[Catalog-sig] Questions about efficiency.
Mike Olson
Mike.Olson@fourthought.com
Mon, 28 May 2001 14:38:22 -0600
Luis Leonel Lopez wrote:
>
> Dear friends,
>
> I wrote two functions which receive a sequence and return a list with
> non-duplicate elements. As per "unique" function's Tim Peters (as is in
> Python Cookbook:
Here is the unique function I wrote. I haven't really analized it much
but it seems to be pretty fast.

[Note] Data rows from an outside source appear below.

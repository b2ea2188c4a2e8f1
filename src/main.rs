//! warpgrid - Generative Grid Art
//!
//! This application animates a regular grid of shapes through a catalogue
//! of time-varying distortions and colors it with selectable palettes.
//!
//! ## Keys
//! - Space: next distortion
//! - C: next color scheme
//! - A: toggle color animation
//! - + / -: distortion strength
//! - R: new random parameters
//! - S: save the frame as PNG
//! - H: hide or show the settings panel

use std::path::Path;

use eframe::egui;

mod render;
mod settings;

use render::GridCanvas;
use settings::AppSettings;
use warpgrid::animation::AnimationDriver;
use warpgrid::colors::{grid_colors, ColorScheme, Rgb};
use warpgrid::config::{ConfigError, SceneConfig};
use warpgrid::distortions::DistortionKind;
use warpgrid::export::{export_file_name, render_frame, save_png, ExportError};
use warpgrid::shapes::ShapeKind;

/// Longest frame delta fed to the clock, so a stalled window doesn't jump
const MAX_FRAME_DELTA: f32 = 0.1;
const STRENGTH_STEP: f32 = 0.1;

fn main() -> eframe::Result<()> {
    env_logger::init();
    log::info!("Starting warpgrid");

    let options = eframe::NativeOptions {
        viewport: egui::ViewportBuilder::default()
            .with_inner_size([1200.0, 900.0])
            .with_title("warpgrid"),
        ..Default::default()
    };

    eframe::run_native(
        "warpgrid",
        options,
        Box::new(|cc| Ok(Box::new(WarpApp::new(cc)?))),
    )
}

/// Main application state
pub struct WarpApp {
    driver: AnimationDriver,
    canvas: GridCanvas,
    show_settings: bool,

    // Look
    color_scheme: ColorScheme,
    shape: ShapeKind,
    color_animation: bool,
    base_color: Rgb,

    // Playback
    animation_speed: f32,
    follow_window: bool,

    // Pending grid edits from the sliders
    dimension: usize,
    cell_size: f32,

    status: String,
}

impl WarpApp {
    fn new(_cc: &eframe::CreationContext<'_>) -> Result<Self, ConfigError> {
        let settings = AppSettings::load();
        let grid = match settings.scene.build_grid() {
            Ok(grid) => grid,
            Err(e) => {
                log::warn!("Saved scene is unusable ({}), using the default scene", e);
                SceneConfig::default().build_grid()?
            }
        };
        let driver = AnimationDriver::new(
            grid,
            settings.scene.distortion_type,
            settings.scene.distortion_strength,
        );

        let mut app = Self {
            dimension: driver.grid().dimension(),
            cell_size: driver.grid().cell_size(),
            driver,
            canvas: GridCanvas::new(),
            show_settings: true,
            color_scheme: ColorScheme::default(),
            shape: ShapeKind::default(),
            color_animation: false,
            base_color: [255, 255, 255],
            animation_speed: 1.2,
            follow_window: true,
            status: String::new(),
        };
        settings.apply(&mut app);
        Ok(app)
    }

    /// The current scene, with the grid's actual seed
    pub fn scene(&self) -> SceneConfig {
        SceneConfig::from_grid(self.driver.grid(), self.driver.kind(), self.driver.strength())
    }

    fn colors(&self) -> Vec<Rgb> {
        grid_colors(
            self.driver.grid(),
            self.color_scheme,
            self.base_color,
            self.driver.current_time(),
            self.color_animation,
        )
    }

    fn set_status(&mut self, status: String) {
        log::info!("{}", status);
        self.status = status;
    }

    fn resize_grid(&mut self) {
        if let Err(e) = self.driver.resize(self.dimension, self.cell_size) {
            log::warn!("Cannot resize grid: {}", e);
            self.dimension = self.driver.grid().dimension();
            self.cell_size = self.driver.grid().cell_size();
        }
    }

    fn nudge_strength(&mut self, delta: f32) {
        let strength = (self.driver.strength() + delta).clamp(0.0, 1.0);
        self.driver.set_strength(strength);
    }

    fn save_frame(&self) -> Result<String, ExportError> {
        let (w, h) = self.driver.grid().canvas_size();
        let image = render_frame(
            self.driver.placements(),
            &self.colors(),
            self.shape,
            self.driver.grid().cell_size() * self.canvas.settings.shape_scale,
            (w.round() as u32, h.round() as u32),
            [
                self.canvas.settings.background.r(),
                self.canvas.settings.background.g(),
                self.canvas.settings.background.b(),
            ],
        )?;
        let name = export_file_name(self.driver.kind(), self.driver.current_time());
        save_png(Path::new(&name), &image)?;
        Ok(name)
    }

    fn scene_dialog() -> rfd::FileDialog {
        rfd::FileDialog::new()
            .set_directory(settings::config_dir())
            .add_filter("Scene", &["json"])
    }

    fn save_scene(&mut self) {
        let Some(path) = Self::scene_dialog().set_file_name("scene.json").save_file() else {
            return;
        };
        match self.scene().save(&path) {
            Ok(()) => self.set_status(format!("Saved scene to {}", path.display())),
            Err(e) => self.set_status(format!("Scene not saved: {}", e)),
        }
    }

    fn load_scene(&mut self) {
        let Some(path) = Self::scene_dialog().pick_file() else {
            return;
        };
        let loaded = SceneConfig::load(&path).and_then(|scene| Ok((scene.build_grid()?, scene)));
        match loaded {
            Ok((grid, scene)) => {
                self.driver = AnimationDriver::new(grid, scene.distortion_type, scene.distortion_strength);
                self.dimension = scene.dimension;
                self.cell_size = scene.cell_size;
                self.follow_window = false;
                self.set_status(format!("Loaded scene from {}", path.display()));
            }
            Err(e) => self.set_status(format!("Scene not loaded: {}", e)),
        }
    }

    fn handle_keys(&mut self, ctx: &egui::Context) {
        let (next_kind, next_scheme, toggle_colors, stronger, weaker, regenerate, save, hide) =
            ctx.input(|i| {
                (
                    i.key_pressed(egui::Key::Space),
                    i.key_pressed(egui::Key::C),
                    i.key_pressed(egui::Key::A),
                    i.key_pressed(egui::Key::Plus) || i.key_pressed(egui::Key::Equals),
                    i.key_pressed(egui::Key::Minus),
                    i.key_pressed(egui::Key::R),
                    i.key_pressed(egui::Key::S),
                    i.key_pressed(egui::Key::H),
                )
            });

        if next_kind {
            self.driver.set_kind(self.driver.kind().next());
        }
        if next_scheme {
            self.color_scheme = self.color_scheme.next();
        }
        if toggle_colors {
            self.color_animation = !self.color_animation;
        }
        if stronger {
            self.nudge_strength(STRENGTH_STEP);
        }
        if weaker {
            self.nudge_strength(-STRENGTH_STEP);
        }
        if regenerate {
            self.driver.regenerate(None);
        }
        if save {
            match self.save_frame() {
                Ok(name) => self.set_status(format!("Saved {}", name)),
                Err(e) => self.set_status(format!("Export failed: {}", e)),
            }
        }
        if hide {
            self.show_settings = !self.show_settings;
        }
    }

    fn settings_panel(&mut self, ui: &mut egui::Ui) {
        ui.heading("Distortion");
        ui.separator();

        let mut kind = self.driver.kind();
        egui::ComboBox::from_label("Type")
            .selected_text(kind.label())
            .show_ui(ui, |ui| {
                for k in DistortionKind::all() {
                    ui.selectable_value(&mut kind, *k, k.label());
                }
            });
        self.driver.set_kind(kind);

        let mut strength = self.driver.strength();
        if ui.add(egui::Slider::new(&mut strength, 0.0..=1.0).text("Strength")).changed() {
            self.driver.set_strength(strength);
        }
        ui.add(egui::Slider::new(&mut self.animation_speed, 0.0..=5.0).text("Speed"));

        ui.separator();
        ui.heading("Grid");

        let dimension = ui.add(egui::Slider::new(&mut self.dimension, 2..=128).text("Dimension"));
        let cell_size = ui.add(egui::Slider::new(&mut self.cell_size, 2.0..=40.0).text("Cell size"));
        if dimension.changed() || cell_size.changed() {
            self.resize_grid();
        }
        ui.checkbox(&mut self.follow_window, "Fit canvas to window");
        ui.checkbox(&mut self.canvas.settings.show_border, "Show canvas border");

        ui.horizontal(|ui| {
            ui.label(format!("Seed: {}", self.driver.grid().seed()));
            if ui.button("Regenerate").clicked() {
                self.driver.regenerate(None);
            }
        });

        ui.separator();
        ui.heading("Look");

        egui::ComboBox::from_label("Shape")
            .selected_text(self.shape.name())
            .show_ui(ui, |ui| {
                for shape in ShapeKind::all() {
                    ui.selectable_value(&mut self.shape, *shape, shape.name());
                }
            });
        egui::ComboBox::from_label("Colors")
            .selected_text(self.color_scheme.name())
            .show_ui(ui, |ui| {
                for scheme in ColorScheme::all() {
                    ui.selectable_value(&mut self.color_scheme, *scheme, scheme.name());
                }
            });
        ui.checkbox(&mut self.color_animation, "Animate colors");
        ui.add(egui::Slider::new(&mut self.canvas.settings.shape_scale, 0.2..=1.5).text("Shape size"));

        ui.horizontal(|ui| {
            ui.label("Base");
            ui.color_edit_button_srgb(&mut self.base_color);
            ui.label("Background");
            ui.color_edit_button_srgba(&mut self.canvas.settings.background);
        });

        ui.separator();
        ui.horizontal(|ui| {
            if ui.button("Save PNG").clicked() {
                match self.save_frame() {
                    Ok(name) => self.set_status(format!("Saved {}", name)),
                    Err(e) => self.set_status(format!("Export failed: {}", e)),
                }
            }
            if ui.button("Save scene").clicked() {
                self.save_scene();
            }
            if ui.button("Load scene").clicked() {
                self.load_scene();
            }
        });
    }
}

impl eframe::App for WarpApp {
    fn update(&mut self, ctx: &egui::Context, _frame: &mut eframe::Frame) {
        ctx.request_repaint();

        self.handle_keys(ctx);

        // Top panel
        egui::TopBottomPanel::top("top_panel").show(ctx, |ui| {
            ui.horizontal(|ui| {
                ui.heading("warpgrid");
                ui.separator();
                ui.toggle_value(&mut self.show_settings, "⚙ Settings");
                ui.separator();
                ui.label(format!(
                    "{}  ·  strength {:.1}  ·  t = {:.1}s",
                    self.driver.kind().label(),
                    self.driver.strength(),
                    self.driver.current_time()
                ));
                ui.separator();
                ui.label(&self.status);
            });
        });

        // Settings panel
        if self.show_settings {
            egui::SidePanel::left("settings_panel")
                .min_width(240.0)
                .show(ctx, |ui| self.settings_panel(ui));
        }

        let dt = ctx.input(|i| i.stable_dt).min(MAX_FRAME_DELTA);

        egui::CentralPanel::default()
            .frame(egui::Frame::none())
            .show(ctx, |ui| {
                if self.follow_window {
                    let size = ui.available_size();
                    let target = (size.x.round().max(1.0), size.y.round().max(1.0));
                    if target != self.driver.grid().canvas_size() {
                        if let Err(e) = self.driver.set_canvas_size(target) {
                            log::warn!("Cannot follow window size: {}", e);
                        }
                    }
                }

                self.driver.update(dt * self.animation_speed);
                let colors = self.colors();
                let grid = self.driver.grid();
                self.canvas.show(
                    ui,
                    self.driver.placements(),
                    &colors,
                    self.shape,
                    grid.cell_size(),
                    grid.canvas_size(),
                );
            });
    }

    fn on_exit(&mut self, _gl: Option<&eframe::glow::Context>) {
        AppSettings::from_app(self).save();
    }
}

Atleast it is faster then the for loop
approaches for large sets
def Unique(left):
return reduce(lambda rt,x:x in rt and rt or rt + [x],left,[])
Mike
>
> def unique(s):
> """Return a list of the elements in s, but without duplicates.
>
> For example, unique([1,2,3,1,2,3]) is some permutation of [1,2,3],
> unique("abcabc") some permutation of ["a", "b", "c"], and
> unique(([1, 2], [2, 3], [1, 2])) some permutation of
> [[2, 3], [1, 2]].
>
> For best speed, all sequence elements should be hashable. Then
> unique() will usually work in linear time.
>
> If not possible, the sequence elements should enjoy a total
> ordering, and if list(s).sort() doesn't raise TypeError it's
> assumed that they do enjoy a total ordering. Then unique() will
> usually work in O(N*log2(N)) time.
>
> If that's not possible either, the sequence elements must support
> equality-testing. Then unique() will usually work in quadratic
> time.
> """
>
> n = len(s)
> if n == 0:
> return []
>
> # Try using a dict first, as that's the fastest and will usually
> # work. If it doesn't work, it will usually fail quickly, so it
> # usually doesn't cost much to *try* it. It requires that all the
> # sequence elements be hashable, and support equality comparison.
> u = {}
> try:
> for x in s:
> u[x] = 1
> except TypeError:
> del u # move on to the next method
> else:
> return u.keys()
>
> # We can't hash all the elements. Second fastest is to sort,
> # which brings the equal elements together; then duplicates are
> # easy to weed out in a single pass.
> # NOTE: Python's list.sort() was designed to be efficient in the
> # presence of many duplicate elements. This isn't true of all
> # sort functions in all languages or libraries, so this approach
> # is more effective in Python than it may be elsewhere.
> try:
> t = list(s)
> t.sort()
> except TypeError:
> del t # move on to the next method
> else:
> assert n > 0
> last = t[0]
> lasti = i = 1
> while i < n:
> if t[i] != last:
> t[lasti] = last = t[i]
> lasti += 1
> i += 1
> return t[:lasti]
>
> # Brute force is all that's left.
> u = []
> for x in s:
> if x not in u:
> u.append(x)
> return u
>
> ), my functions use the slowest method by brute force. I'd want to know why
> and which of my functions is better or efficient and why.
>
> def onlyOne1(s)
> r = []
> for x in s:
> if x not in r:
> r.append(x)
> return r
>
> def onlyOne2(s):
> r = []
> for x in s:
> try:
> r.index(x)
> except:
> r.append(x)
> return r
>
> Thank you in advance!
>
> Luis Leonel Lopez
>